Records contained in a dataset
=== Section Start ===

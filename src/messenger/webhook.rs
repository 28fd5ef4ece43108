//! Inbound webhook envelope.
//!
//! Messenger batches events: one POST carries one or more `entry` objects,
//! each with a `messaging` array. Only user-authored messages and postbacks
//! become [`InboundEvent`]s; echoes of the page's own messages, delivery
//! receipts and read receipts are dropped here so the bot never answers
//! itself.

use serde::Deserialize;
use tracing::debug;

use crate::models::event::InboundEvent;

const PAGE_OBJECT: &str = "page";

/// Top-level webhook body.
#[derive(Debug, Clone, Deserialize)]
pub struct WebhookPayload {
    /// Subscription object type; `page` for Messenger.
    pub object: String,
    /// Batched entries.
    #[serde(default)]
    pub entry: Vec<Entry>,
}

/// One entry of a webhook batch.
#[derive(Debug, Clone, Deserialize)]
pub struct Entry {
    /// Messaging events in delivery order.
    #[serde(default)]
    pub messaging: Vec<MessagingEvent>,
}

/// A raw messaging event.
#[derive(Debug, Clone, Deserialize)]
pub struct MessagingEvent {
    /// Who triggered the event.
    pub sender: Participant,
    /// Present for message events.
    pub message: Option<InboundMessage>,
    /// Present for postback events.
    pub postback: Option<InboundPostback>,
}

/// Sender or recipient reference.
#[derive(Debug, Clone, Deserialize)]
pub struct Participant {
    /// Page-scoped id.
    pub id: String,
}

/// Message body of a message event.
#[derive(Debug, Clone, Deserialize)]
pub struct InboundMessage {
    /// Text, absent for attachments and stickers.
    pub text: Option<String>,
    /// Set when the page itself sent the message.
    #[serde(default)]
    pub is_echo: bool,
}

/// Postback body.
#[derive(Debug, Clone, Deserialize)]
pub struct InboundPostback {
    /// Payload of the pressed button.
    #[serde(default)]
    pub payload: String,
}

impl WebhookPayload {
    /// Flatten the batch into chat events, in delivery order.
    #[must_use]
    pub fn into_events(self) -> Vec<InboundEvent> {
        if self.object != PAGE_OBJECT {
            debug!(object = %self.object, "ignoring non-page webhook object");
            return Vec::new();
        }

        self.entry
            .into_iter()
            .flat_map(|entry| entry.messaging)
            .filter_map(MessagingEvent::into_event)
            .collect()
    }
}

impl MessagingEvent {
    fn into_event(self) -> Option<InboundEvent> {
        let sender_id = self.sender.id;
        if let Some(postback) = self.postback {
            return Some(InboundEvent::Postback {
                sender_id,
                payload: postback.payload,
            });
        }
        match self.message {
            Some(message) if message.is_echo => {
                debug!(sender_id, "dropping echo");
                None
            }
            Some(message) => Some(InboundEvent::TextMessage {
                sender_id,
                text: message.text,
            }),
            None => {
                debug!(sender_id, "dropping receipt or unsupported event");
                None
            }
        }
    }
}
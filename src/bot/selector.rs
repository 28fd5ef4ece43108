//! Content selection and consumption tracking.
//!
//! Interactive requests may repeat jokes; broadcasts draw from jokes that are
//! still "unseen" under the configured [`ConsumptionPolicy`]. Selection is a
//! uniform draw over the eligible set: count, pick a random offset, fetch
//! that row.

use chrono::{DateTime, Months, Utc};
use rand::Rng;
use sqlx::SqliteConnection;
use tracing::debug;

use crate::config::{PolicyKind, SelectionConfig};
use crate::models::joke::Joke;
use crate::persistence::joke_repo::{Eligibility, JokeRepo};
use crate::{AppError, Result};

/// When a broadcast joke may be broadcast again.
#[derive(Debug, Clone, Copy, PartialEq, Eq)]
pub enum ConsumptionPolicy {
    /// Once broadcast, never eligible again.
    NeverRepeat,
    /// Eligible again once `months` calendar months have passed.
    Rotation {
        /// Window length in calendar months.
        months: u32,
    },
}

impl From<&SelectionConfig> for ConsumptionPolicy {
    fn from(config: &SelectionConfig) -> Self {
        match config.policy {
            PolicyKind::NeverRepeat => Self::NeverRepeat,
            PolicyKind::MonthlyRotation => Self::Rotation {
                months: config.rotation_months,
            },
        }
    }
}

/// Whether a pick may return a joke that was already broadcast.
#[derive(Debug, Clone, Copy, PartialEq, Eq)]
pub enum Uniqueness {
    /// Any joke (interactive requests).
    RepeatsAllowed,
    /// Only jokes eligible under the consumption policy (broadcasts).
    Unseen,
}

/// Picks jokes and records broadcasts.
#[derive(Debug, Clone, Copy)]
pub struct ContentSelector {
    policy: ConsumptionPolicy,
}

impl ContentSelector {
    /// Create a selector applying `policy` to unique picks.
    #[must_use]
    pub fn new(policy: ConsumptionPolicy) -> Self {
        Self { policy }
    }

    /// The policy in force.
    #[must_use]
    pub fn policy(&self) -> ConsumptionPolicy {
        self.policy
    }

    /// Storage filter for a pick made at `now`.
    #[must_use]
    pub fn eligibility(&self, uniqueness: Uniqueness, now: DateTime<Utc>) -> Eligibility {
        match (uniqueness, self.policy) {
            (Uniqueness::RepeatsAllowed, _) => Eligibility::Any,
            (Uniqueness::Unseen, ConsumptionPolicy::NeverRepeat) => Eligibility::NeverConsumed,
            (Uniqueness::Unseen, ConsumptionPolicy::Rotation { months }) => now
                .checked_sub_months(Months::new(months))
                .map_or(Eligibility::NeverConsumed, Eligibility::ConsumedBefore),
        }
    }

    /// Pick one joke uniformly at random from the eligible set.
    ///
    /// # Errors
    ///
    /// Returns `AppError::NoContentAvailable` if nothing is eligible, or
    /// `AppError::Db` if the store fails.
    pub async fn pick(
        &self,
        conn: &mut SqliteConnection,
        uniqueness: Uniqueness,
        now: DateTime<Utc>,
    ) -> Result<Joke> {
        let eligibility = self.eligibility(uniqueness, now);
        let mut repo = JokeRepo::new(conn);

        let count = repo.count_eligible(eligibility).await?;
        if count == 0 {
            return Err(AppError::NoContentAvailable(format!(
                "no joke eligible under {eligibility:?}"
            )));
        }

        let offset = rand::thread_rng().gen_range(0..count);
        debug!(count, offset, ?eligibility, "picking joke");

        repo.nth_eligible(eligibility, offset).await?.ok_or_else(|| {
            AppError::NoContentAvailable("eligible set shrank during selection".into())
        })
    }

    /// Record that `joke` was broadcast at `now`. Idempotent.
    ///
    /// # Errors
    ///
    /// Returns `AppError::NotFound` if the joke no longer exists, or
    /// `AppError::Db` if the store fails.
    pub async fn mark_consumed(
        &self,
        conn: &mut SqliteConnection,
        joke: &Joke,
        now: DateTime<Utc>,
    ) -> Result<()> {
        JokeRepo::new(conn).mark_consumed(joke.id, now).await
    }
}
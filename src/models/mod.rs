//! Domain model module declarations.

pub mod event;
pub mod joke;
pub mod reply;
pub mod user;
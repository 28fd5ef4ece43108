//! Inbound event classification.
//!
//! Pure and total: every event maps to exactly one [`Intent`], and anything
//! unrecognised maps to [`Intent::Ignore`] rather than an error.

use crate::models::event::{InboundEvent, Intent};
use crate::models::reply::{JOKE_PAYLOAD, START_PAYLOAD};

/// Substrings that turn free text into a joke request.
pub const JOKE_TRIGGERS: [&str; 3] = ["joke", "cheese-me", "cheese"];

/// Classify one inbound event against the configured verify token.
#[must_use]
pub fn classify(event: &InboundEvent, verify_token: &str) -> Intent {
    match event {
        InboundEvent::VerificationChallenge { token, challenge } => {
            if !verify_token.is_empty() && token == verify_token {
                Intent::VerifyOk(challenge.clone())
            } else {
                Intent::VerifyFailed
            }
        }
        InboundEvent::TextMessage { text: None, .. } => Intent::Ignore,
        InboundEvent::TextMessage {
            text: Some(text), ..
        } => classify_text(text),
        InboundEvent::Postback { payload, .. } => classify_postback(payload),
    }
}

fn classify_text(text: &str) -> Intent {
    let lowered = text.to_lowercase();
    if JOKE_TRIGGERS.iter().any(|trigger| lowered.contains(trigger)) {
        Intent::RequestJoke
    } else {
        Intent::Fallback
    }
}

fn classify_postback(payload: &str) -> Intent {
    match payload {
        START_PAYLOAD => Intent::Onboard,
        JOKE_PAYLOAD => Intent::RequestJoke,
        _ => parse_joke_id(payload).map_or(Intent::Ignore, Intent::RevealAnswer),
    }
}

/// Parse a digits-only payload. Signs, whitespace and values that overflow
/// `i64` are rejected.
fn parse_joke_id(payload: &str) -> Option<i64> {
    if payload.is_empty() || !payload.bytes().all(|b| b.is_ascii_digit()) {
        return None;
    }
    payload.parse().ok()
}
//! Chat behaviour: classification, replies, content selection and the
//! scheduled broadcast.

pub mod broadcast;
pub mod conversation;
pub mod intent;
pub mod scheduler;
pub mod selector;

=== Section End ===

◆ WHAT IS NEEDED ◆
Show every line from the entries that includes the word "broadcasts".

◆ ANSWER TO THE PROBLEM ◆
//! Interactive requests may repeat jokes; broadcasts draw from jokes that are
    /// Only jokes eligible under the consumption policy (broadcasts).
/// Picks jokes and records broadcasts.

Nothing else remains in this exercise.